EXERCISE: Work through the data line by line, gathering every line that has the word "Item".

[[ INFORMATION, beginning ]]

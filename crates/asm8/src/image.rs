//! The program image: a sparse map from address to 16-bit instruction word.

use alloc::collections::BTreeMap;
use alloc::vec;
use alloc::vec::Vec;

use crate::error::{AsmError, Span};

/// Assembled output.
///
/// Addresses never written by an instruction are absent; choosing a fill
/// value is up to the export format (see [`ProgramImage::to_bytes`]).
/// Words are stored little-endian in memory: the low byte at the word's
/// address, the high byte at the next one.
#[derive(Debug, Clone, Default, PartialEq, Eq)]
#[cfg_attr(feature = "serde", derive(serde::Serialize, serde::Deserialize))]
pub struct ProgramImage {
    words: BTreeMap<u16, u16>,
}

impl ProgramImage {
    /// An empty image.
    pub fn new() -> Self {
        Self::default()
    }

    /// The word placed at exactly `address`, if any.
    pub fn get(&self, address: u16) -> Option<u16> {
        self.words.get(&address).copied()
    }

    /// Whether an instruction starts at `address`.
    pub fn contains(&self, address: u16) -> bool {
        self.words.contains_key(&address)
    }

    /// `(address, word)` pairs in ascending address order.
    pub fn iter(&self) -> impl Iterator<Item = (u16, u16)> + '_ {
        self.words.iter().map(|(&a, &w)| (a, w))
    }

    /// Number of instruction words.
    pub fn len(&self) -> usize {
        self.words.len()
    }

    /// Whether no instruction was placed.
    pub fn is_empty(&self) -> bool {
        self.words.is_empty()
    }

    /// Lowest occupied address.
    pub fn start(&self) -> Option<u16> {
        self.words.keys().next().copied()
    }

    /// One past the last occupied byte, or 0 for an empty image.
    pub fn end(&self) -> u32 {
        self.words
            .keys()
            .next_back()
            .map_or(0, |&a| u32::from(a) + 2)
    }

    /// Flat little-endian byte image from address 0 up to [`end`](Self::end),
    /// with unoccupied bytes set to `fill`.
    pub fn to_bytes(&self, fill: u8) -> Vec<u8> {
        let mut out = vec![fill; self.end() as usize];
        for (&addr, &word) in &self.words {
            let at = usize::from(addr);
            out[at..at + 2].copy_from_slice(&word.to_le_bytes());
        }
        out
    }
}

impl<'a> IntoIterator for &'a ProgramImage {
    type Item = (&'a u16, &'a u16);
    type IntoIter = alloc::collections::btree_map::Iter<'a, u16, u16>;

    fn into_iter(self) -> Self::IntoIter {
        self.words.iter()
    }
}

/// Builds a [`ProgramImage`] one word at a time, rejecting overlaps.
#[derive(Debug, Default)]
pub struct ImageBuilder {
    image: ProgramImage,
    spans: BTreeMap<u16, Span>,
}

impl ImageBuilder {
    /// An empty builder.
    pub fn new() -> Self {
        Self::default()
    }

    /// Place `word` at `address`. The word occupies `address` and
    /// `address + 1`, so it collides with any word starting one byte before,
    /// at, or one byte after it.
    ///
    /// # Errors
    ///
    /// Returns [`AsmError::AddressCollision`] naming the first conflicting
    /// word, or [`AsmError::AddressOutOfRange`] if the second byte would
    /// fall past 0xFFFF.
    pub fn place(&mut self, address: u16, word: u16, span: Span) -> Result<(), AsmError> {
        if address == u16::MAX {
            return Err(AsmError::AddressOutOfRange {
                address: u32::from(address),
                span,
            });
        }
        let neighbours = [address.checked_sub(1), Some(address), Some(address + 1)];
        for other in neighbours.into_iter().flatten() {
            if let Some(&first_span) = self.spans.get(&other) {
                return Err(AsmError::AddressCollision {
                    address,
                    span,
                    first_span,
                });
            }
        }
        self.image.words.insert(address, word);
        self.spans.insert(address, span);
        Ok(())
    }

    /// Words placed so far.
    pub fn len(&self) -> usize {
        self.image.len()
    }

    /// Whether nothing has been placed.
    pub fn is_empty(&self) -> bool {
        self.image.is_empty()
    }

    /// Finish and return the image.
    pub fn finish(self) -> ProgramImage {
        self.image
    }
}

#[cfg(test)]
mod tests {
    use super::*;

    fn span(line: u32) -> Span {
        Span::new(line, 1, 0, 1)
    }

    #[test]
    fn empty_image() {
        let image = ImageBuilder::new().finish();
        assert!(image.is_empty());
        assert_eq!(image.end(), 0);
        assert_eq!(image.start(), None);
        assert!(image.to_bytes(0).is_empty());
    }

    #[test]
    fn gaps_stay_absent() {
        let mut b = ImageBuilder::new();
        b.place(0, 0x0018, span(1)).unwrap();
        b.place(0x20, 0x0009, span(2)).unwrap();
        let image = b.finish();
        assert_eq!(image.len(), 2);
        assert_eq!(image.get(0x20), Some(0x0009));
        for addr in 2..0x20 {
            assert!(!image.contains(addr));
        }
        assert_eq!(image.start(), Some(0));
        assert_eq!(image.end(), 0x22);
    }

    #[test]
    fn flat_export_is_little_endian_with_fill() {
        let mut b = ImageBuilder::new();
        b.place(2, 0x1234, span(1)).unwrap();
        let image = b.finish();
        assert_eq!(image.to_bytes(0xFF), [0xFF, 0xFF, 0x34, 0x12]);
    }

    #[test]
    fn collision_same_address() {
        let mut b = ImageBuilder::new();
        b.place(4, 0, span(1)).unwrap();
        assert_eq!(
            b.place(4, 0, span(2)),
            Err(AsmError::AddressCollision {
                address: 4,
                span: span(2),
                first_span: span(1),
            })
        );
    }

    #[test]
    fn collision_half_overlap() {
        let mut b = ImageBuilder::new();
        b.place(4, 0, span(1)).unwrap();
        assert!(b.place(3, 0, span(2)).is_err());
        assert!(b.place(5, 0, span(3)).is_err());
        // Adjacent words do not collide
        assert!(b.place(2, 0, span(4)).is_ok());
        assert!(b.place(6, 0, span(5)).is_ok());
        assert_eq!(b.len(), 3);
    }

    #[test]
    fn last_byte_of_memory() {
        let mut b = ImageBuilder::new();
        assert!(b.place(0xFFFE, 0xBEEF, span(1)).is_ok());
        assert!(matches!(
            b.place(0xFFFF, 0, span(2)),
            Err(AsmError::AddressOutOfRange { .. })
        ));
        let image = b.finish();
        assert_eq!(image.end(), 0x10000);
        let bytes = image.to_bytes(0);
        assert_eq!(bytes.len(), 0x10000);
        assert_eq!(&bytes[0xFFFE..], &[0xEF, 0xBE]);
    }

    #[test]
    fn iteration_in_address_order() {
        let mut b = ImageBuilder::new();
        b.place(8, 3, span(1)).unwrap();
        b.place(0, 1, span(2)).unwrap();
        b.place(4, 2, span(3)).unwrap();
        let image = b.finish();
        let pairs: Vec<_> = image.iter().collect();
        assert_eq!(pairs, [(0, 1), (4, 2), (8, 3)]);
        assert_eq!((&image).into_iter().count(), 3);
    }
}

[[ INFORMATION, end ]]

ANSWER FOR THE TASK:
    pub fn iter(&self) -> impl Iterator<Item = (u16, u16)> + '_ {
    type Item = (&'a u16, &'a u16);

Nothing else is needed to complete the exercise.